Postanowiłem napisać ten tekst w odpowiedzi na tweet Klaudii Borkowskiej i dyskusji która rozpoczęła się po nim. Głównym poruszonym tam problemem było to, dlaczego reprezentacja osób LGBT jest tak bardzo zdominowana przez osoby o skrajnie lewicowych poglądach. Ten tekst ma na celu przeanalizować, co może być źródłem tej lewicowo-liberalnej dominacji w tym dyskursie. Jestem cis mężczyzną któremu potrafią podobać się różni ludzie, niezależnie od płci. Podkreślę w tym miejscu, że generalnie nie lubię określenia “LGBT”, uznając je za budzące zbyt wiele emocji i przede wszystkim za określenie niezupełne. Z tego powodu, zamiast poszerzać skrót o dodatkowe litery, wolę używać terminów “osoby nieheteroseksualne” (dla osób LGB), “osoby nieheteronormatywne” (dla LGBTQ+) i “osoby niehetero” (jako krótsza forma drugiej definicji)

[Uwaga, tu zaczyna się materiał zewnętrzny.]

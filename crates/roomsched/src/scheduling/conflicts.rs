/// Detection of sections double-booked onto the same day and slot
use super::types::{ConflictRecord, ConflictReport, Section};
use std::collections::HashMap;

/// Finds timings claimed by more than one section.
///
/// Sections are scanned in order, and timings in order within each section.
/// The first section to claim a `(day, startTime, endTime)` owns it; every
/// later claim is reported against that first owner, so a three-way collision
/// between sections 1, 2 and 3 yields `[1, 2]` and `[1, 3]`.
///
/// Sections are not validated first.
pub fn check_conflicts(sections: &[Section]) -> ConflictReport {
    let mut owners: HashMap<(&str, &str, &str), u32> = HashMap::new();
    let mut conflicts = Vec::new();

    for section in sections {
        for timing in &section.class_timings {
            let key = (
                timing.day.as_str(),
                timing.start_time.as_str(),
                timing.end_time.as_str(),
            );

            match owners.get(&key) {
                Some(&owner) => conflicts.push(ConflictRecord {
                    time_slot: timing.clone(),
                    conflicting_sections: [owner, section.section_number],
                }),
                None => {
                    owners.insert(key, section.section_number);
                }
            }
        }
    }

    ConflictReport {
        has_conflicts: !conflicts.is_empty(),
        conflicts,
    }
}

#[cfg(test)]
mod tests {
    use super::*;
    use crate::scheduling::catalog::ScheduleCatalog;
    use crate::scheduling::generator::generate_sample_sections;
    use crate::scheduling::types::ClassTiming;
    use crate::scheduling::validator::SectionValidator;

    fn timing(day: &str, start: &str, end: &str) -> ClassTiming {
        ClassTiming::new(day, start, end)
    }

    #[test]
    fn test_sample_has_no_conflicts() {
        let report = check_conflicts(&generate_sample_sections());
        assert!(!report.has_conflicts);
        assert!(report.conflicts.is_empty());
    }

    #[test]
    fn test_two_sections_same_slot() {
        let clash = timing("Saturday", "8:00 AM", "9:20 AM");
        let sections = vec![
            Section::new(1, vec![clash.clone()]),
            Section::new(2, vec![timing("Monday", "9:30 AM", "10:50 AM")]),
            Section::new(3, vec![clash.clone()]),
        ];

        let report = check_conflicts(&sections);
        assert!(report.has_conflicts);
        assert_eq!(
            report.conflicts,
            vec![ConflictRecord {
                time_slot: clash,
                conflicting_sections: [1, 3],
            }]
        );
    }

    #[test]
    fn test_three_way_collision_reports_first_owner() {
        let clash = timing("Sunday", "9:30 AM", "10:50 AM");
        let sections: Vec<Section> = (1..=3)
            .map(|n| Section::new(n, vec![clash.clone()]))
            .collect();

        let report = check_conflicts(&sections);
        let pairs: Vec<[u32; 2]> = report
            .conflicts
            .iter()
            .map(|c| c.conflicting_sections)
            .collect();
        assert_eq!(pairs, vec![[1, 2], [1, 3]]);
    }

    #[test]
    fn test_same_day_different_slot_is_not_a_conflict() {
        let sections = vec![
            Section::new(1, vec![timing("Monday", "8:00 AM", "9:20 AM")]),
            Section::new(2, vec![timing("Monday", "9:30 AM", "10:50 AM")]),
            Section::new(3, vec![timing("Tuesday", "8:00 AM", "9:20 AM")]),
        ];
        assert!(!check_conflicts(&sections).has_conflicts);
    }

    #[test]
    fn test_conflicts_in_valid_layout_name_distinct_sections() {
        let catalog = ScheduleCatalog::standard();
        let mut sections = generate_sample_sections();
        sections[4].class_timings[1] = sections[1].class_timings[0].clone();
        assert!(SectionValidator::new(&catalog)
            .validate_sections(&sections)
            .is_valid);

        let report = check_conflicts(&sections);
        assert!(report.has_conflicts);
        for conflict in &report.conflicts {
            let [a, b] = conflict.conflicting_sections;
            assert_ne!(a, b);
            for n in [a, b] {
                let owner = sections.iter().find(|s| s.section_number == n).unwrap();
                assert!(owner.class_timings.contains(&conflict.time_slot));
            }
        }
    }
}
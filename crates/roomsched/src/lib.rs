//! Room section scheduling service.
//!
//! The [`scheduling`] module holds the core: the slot/day catalog, layout
//! generation, validation and conflict detection. [`db`] stores rooms and
//! [`server`] exposes them over HTTP.

pub mod config;
pub mod db;
pub mod scheduling;
pub mod server;
pub mod types;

Poglądy jednostek – czy ludzie nieheteronormatywni są bardziej socjalistyczni?
Czy wszyscy ludzie niehetero są z definicji lewicowo-liberalni? Z pewnością nie, znamy przykłady osób homoseksualnych wśród różnych opcji politycznych. Ale być może istnieje jakiś związek przyczynowo-skutkowy między byciem częścią tzw. mniejszości seksualnej (choć ja sprzyjam tezie że człowiek jest z natury biseksualny) a popieraniem postulatów lewicowych?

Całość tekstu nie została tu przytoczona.